Whatever defamation these cartoons represent to some there is no way in any sane world that these images require the horrible and unthinkable sadness of the death of those who drew them. Time for us all to drop our swords and kalashnikovs and find our pens! Je suis Charlie.images-3

12 COMMENTS

  1. I can’t support the Je Suis Charlie movement, as to me it ignores the larger problem. What happened in Paris, is horrific, but less than a few months ago almost the exact same artists were condemning Charlie for it’s biased and crass presentation of issues in illustration. I support free speech, I support non-violent dissent, I do not support violent attacks over disagreements in opinion, but where are the voices of equality, understanding, and brotherly community. I fear the Je Suis Charlie movement is only another break-neck, knee-jerk reaction without full consideration. The pen is a mighty weapon, I use it often, but I ‘d give my left hand to start seeing some pens used to build a community instead of these constant attacks. We just keep getting deeper in the negative, without doing anything to stabalize and rebuilt. Here’s hoping the coming months don’t see more attacks on character, person, religion, belief, and a new trend of those attempting to use the pen to heal wounds and rebuild a world to be proud in.

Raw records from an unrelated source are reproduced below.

//! Fixed-size worker pool that drains a closed work queue.
//!
//! A [`WorkerPool`] spawns exactly `num_workers` Tokio tasks per drain. Every
//! worker pulls from the same [`async_channel::Receiver`] (receivers are
//! cloneable, so no lock sits in front of the queue) and pushes one outcome
//! per item into a bounded [`mpsc`] channel. A single aggregator task owns
//! the [`ResultSet`] and is the only writer to it.
//!
//! Workers exit when the queue is closed and empty. There is no other
//! shutdown signal.
//!
//! ## Structure
//!
//! - [`worker`] - per-item processing and the worker loop.
//! - [`aggregator`] - the single-writer result collector.

pub(crate) mod aggregator;
pub(crate) mod worker;

use crate::{
    Error, IdIssuer, MonotonicClock, PricingRequest, Result, ResultSet, TaxInclusive,
    pool::{aggregator::aggregate, worker::WorkerContext, worker::worker_loop},
    pricing::Pricer,
    result_set::{Failure, panic_message},
    time::TimeSource,
};
use std::sync::Arc;
use tokio::sync::mpsc;

/// Default number of concurrent workers.
pub const DEFAULT_NUM_WORKERS: usize = 5;

/// Default capacity of the channel between workers and the aggregator.
pub const DEFAULT_RESULT_BUFFER_SIZE: usize = 64;

/// Sizing for a [`WorkerPool`].
#[derive(Clone, Copy, Debug, PartialEq, Eq)]
pub struct PoolConfig {
    num_workers: usize,
    result_buffer_size: usize,
}

impl Default for PoolConfig {
    fn default() -> Self {
        Self {
            num_workers: DEFAULT_NUM_WORKERS,
            result_buffer_size: DEFAULT_RESULT_BUFFER_SIZE,
        }
    }
}

impl PoolConfig {
    /// Creates a config with `num_workers` workers and the default result
    /// buffer.
    ///
    /// # Errors
    ///
    /// Returns [`Error::InvalidConfig`] if `num_workers` is zero.
    pub fn new(num_workers: usize) -> Result<Self> {
        Self::default().with_num_workers(num_workers)
    }

    pub fn with_num_workers(self, num_workers: usize) -> Result<Self> {
        if num_workers == 0 {
            return Err(Error::InvalidConfig {
                reason: "num_workers must be greater than 0".to_string(),
            });
        }
        Ok(Self {
            num_workers,
            ..self
        })
    }

    pub fn with_result_buffer_size(self, result_buffer_size: usize) -> Result<Self> {
        if result_buffer_size == 0 {
            return Err(Error::InvalidConfig {
                reason: "result_buffer_size must be greater than 0".to_string(),
            });
        }
        Ok(Self {
            result_buffer_size,
            ..self
        })
    }

    pub const fn num_workers(&self) -> usize {
        self.num_workers
    }

    pub const fn result_buffer_size(&self) -> usize {
        self.result_buffer_size
    }
}

/// A pool of `N` workers sharing one [`IdIssuer`], one [`Pricer`] and one
/// [`TimeSource`].
///
/// The pool holds no tasks between drains; each call to [`drain`] starts a
/// fresh set of workers and waits for all of them to exit.
///
/// [`drain`]: WorkerPool::drain
pub struct WorkerPool<P = TaxInclusive, C = MonotonicClock> {
    config: PoolConfig,
    context: Arc<WorkerContext<P, C>>,
}

impl WorkerPool {
    /// Creates a pool using [`TaxInclusive`] pricing and a fresh
    /// [`MonotonicClock`].
    pub fn new(config: PoolConfig, issuer: Arc<IdIssuer>) -> Self {
        Self::with_parts(config, issuer, TaxInclusive, MonotonicClock::new())
    }
}

impl<P, C> WorkerPool<P, C>
where
    P: Pricer,
    C: TimeSource,
{
    pub fn with_parts(config: PoolConfig, issuer: Arc<IdIssuer>, pricer: P, clock: C) -> Self {
        Self {
            config,
            context: Arc::new(WorkerContext::new(issuer, pricer, clock)),
        }
    }

    pub const fn config(&self) -> &PoolConfig {
        &self.config
    }

    pub fn issuer(&self) -> &Arc<IdIssuer> {
        self.context.issuer()
    }

    /// Drains `queue` with `num_workers` concurrent workers and returns the
    /// aggregated [`ResultSet`].
    ///
    /// `expected` is a capacity hint for the result set. The queue should
    /// already be closed; otherwise this call waits until it is.
    ///
    /// A worker that dies outright is recorded as [`Failure::Worker`] and its
    /// siblings keep draining. Items still queued after every worker has
    /// exited are recorded as [`Failure::Unprocessed`].
    ///
    /// # Errors
    ///
    /// Returns [`Error::Aggregation`] if the aggregator task itself fails.
    pub async fn drain(
        &self,
        queue: async_channel::Receiver<PricingRequest>,
        expected: usize,
    ) -> Result<ResultSet> {
        let (result_tx, result_rx) = mpsc::channel(self.config.result_buffer_size);
        let aggregator = tokio::spawn(aggregate(result_rx, expected));

        let workers: Vec<_> = (0..self.config.num_workers)
            .map(|worker_id| {
                tokio::spawn(worker_loop(
                    worker_id,
                    queue.clone(),
                    Arc::clone(&self.context),
                    result_tx.clone(),
                ))
            })
            .collect();

        // The aggregator finishes once every worker has dropped its sender.
        drop(result_tx);

        let mut lost = Vec::new();
        for (worker_id, joined) in futures::future::join_all(workers)
            .await
            .into_iter()
            .enumerate()
        {
            if let Err(e) = joined {
                let reason = if e.is_panic() {
                    format!("worker panicked: {}", panic_message(&*e.into_panic()))
                } else {
                    e.to_string()
                };
                #[cfg(feature = "tracing")]
                tracing::error!("Worker {worker_id} failed: {reason}");
                lost.push(Failure::Worker { worker_id, reason });
            }
        }

        while let Ok(request) = queue.try_recv() {
            lost.push(Failure::Unprocessed {
                request_id: request.id,
            });
        }

        let mut set = aggregator.await.map_err(|e| Error::Aggregation {
            reason: e.to_string(),
        })?;
        set.extend_failures(lost);
        Ok(set)
    }
}

#[cfg(test)]
mod tests {
    use super::*;

    #[test]
    fn config_defaults() {
        let config = PoolConfig::default();
        assert_eq!(config.num_workers(), 5);
        assert_eq!(config.result_buffer_size(), 64);
    }

    #[test]
    fn config_rejects_zero_sizes() {
        assert!(matches!(
            PoolConfig::new(0),
            Err(Error::InvalidConfig { .. })
        ));
        assert!(matches!(
            PoolConfig::default().with_result_buffer_size(0),
            Err(Error::InvalidConfig { .. })
        ));
        let config = PoolConfig::new(50)
            .and_then(|c| c.with_result_buffer_size(1))
            .unwrap();
        assert_eq!(config.num_workers(), 50);
        assert_eq!(config.result_buffer_size(), 1);
    }

    #[tokio::test]
    async fn drain_of_an_empty_closed_queue_returns_immediately() {
        let pool = WorkerPool::new(PoolConfig::default(), Arc::new(IdIssuer::new()));
        let (tx, rx) = async_channel::bounded::<PricingRequest>(1);
        tx.close();

        let set = pool.drain(rx, 0).await.unwrap();
        assert!(set.is_empty());
        assert!(set.is_complete());
        assert_eq!(pool.issuer().issued(), 0);
    }

    #[tokio::test(flavor = "multi_thread", worker_threads = 4)]
    async fn workers_block_until_the_queue_is_closed() {
        let pool = Arc::new(WorkerPool::new(
            PoolConfig::new(3).unwrap(),
            Arc::new(IdIssuer::new()),
        ));
        let (tx, rx) = async_channel::unbounded();

        let drain = {
            let pool = Arc::clone(&pool);
            tokio::spawn(async move { pool.drain(rx, 4).await })
        };

        for i in 0..4 {
            tx.send(PricingRequest::new(format!("late-{i}"), 10.0, 0.5))
                .await
                .unwrap();
            tokio::task::yield_now().await;
        }
        assert!(!drain.is_finished());
        tx.close();

        let set = drain.await.unwrap().unwrap();
        assert_eq!(set.len(), 4);
        assert!(set.is_complete());
    }
}
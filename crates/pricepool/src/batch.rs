use crate::{
    Error, IdIssuer, MonotonicClock, PoolConfig, PricingRequest, Result, ResultSet, TaxInclusive,
    WorkerPool, pricing::Pricer, time::TimeSource,
};
use std::sync::Arc;

/// Runs whole batches through a [`WorkerPool`].
///
/// For each call to [`process`], the processor validates the batch, loads it
/// into a fresh queue sized to the batch, closes the queue, and waits for the
/// pool to drain it. Nothing is streamed back before the drain completes.
///
/// [`process`]: BatchProcessor::process
pub struct BatchProcessor<P = TaxInclusive, C = MonotonicClock> {
    pool: WorkerPool<P, C>,
}

impl BatchProcessor {
    /// Creates a processor with a default-priced pool drawing ids from
    /// `issuer`.
    pub fn new(config: PoolConfig, issuer: Arc<IdIssuer>) -> Self {
        Self::from_pool(WorkerPool::new(config, issuer))
    }
}

impl<P, C> BatchProcessor<P, C>
where
    P: Pricer,
    C: TimeSource,
{
    pub const fn from_pool(pool: WorkerPool<P, C>) -> Self {
        Self { pool }
    }

    pub const fn pool(&self) -> &WorkerPool<P, C> {
        &self.pool
    }

    /// Processes `batch` and returns its [`ResultSet`].
    ///
    /// An empty batch returns an empty set without starting any worker.
    ///
    /// # Errors
    ///
    /// - [`Error::InvalidRequest`] if any item fails
    ///   [`PricingRequest::validate`]. No item is processed in that case.
    /// - [`Error::ChannelError`] if the queue cannot be loaded.
    /// - [`Error::Aggregation`] if the aggregator dies.
    #[cfg_attr(feature = "tracing", tracing::instrument(skip_all, fields(items = batch.len())))]
    pub async fn process(&self, batch: Vec<PricingRequest>) -> Result<ResultSet> {
        if batch.is_empty() {
            return Ok(ResultSet::default());
        }

        for request in &batch {
            request.validate()?;
        }

        let expected = batch.len();
        let (queue_tx, queue_rx) = async_channel::bounded(expected);
        for request in batch {
            queue_tx.try_send(request).map_err(|e| Error::ChannelError {
                context: format!("Failed to load work queue: {e}"),
            })?;
        }
        queue_tx.close();

        let set = self.pool.drain(queue_rx, expected).await?;

        #[cfg(feature = "tracing")]
        {
            if set.is_complete() {
                tracing::debug!("Processed {expected} items");
            } else {
                tracing::warn!(
                    "Processed {} of {expected} items ({} failures)",
                    set.len(),
                    set.failures().len()
                );
            }
        }

        Ok(set)
    }
}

  2. Its true that freedom of expression usually seems to demand we support the publication of stuff we don’t even like! but I guess thats the reason to support it. This means that at any time there are lots of things that we can object to and denounce, even if we reluctantly agreee that it should be published, performed, broadcast filmed or whatever. As for comics that build community, there’s never been a better time. just off the top of my head: Womanthology, Secret Identities, Occupy Comics, Colonial Comics, Big Feminist Butt, Stanford Graphic novel project, The Graphic Canon, any random CBLDF anthology, the Flight and Explorer anthologies, Hip Hop Family Tree, Second Avenue Caper. If by community you mean comics that either bring together a group of artists around a theme or a single work that affirms, identifies or illuminates a community, then we’re living in the best of all comic book worlds right now and its only going to get better. Said mr. optimistic.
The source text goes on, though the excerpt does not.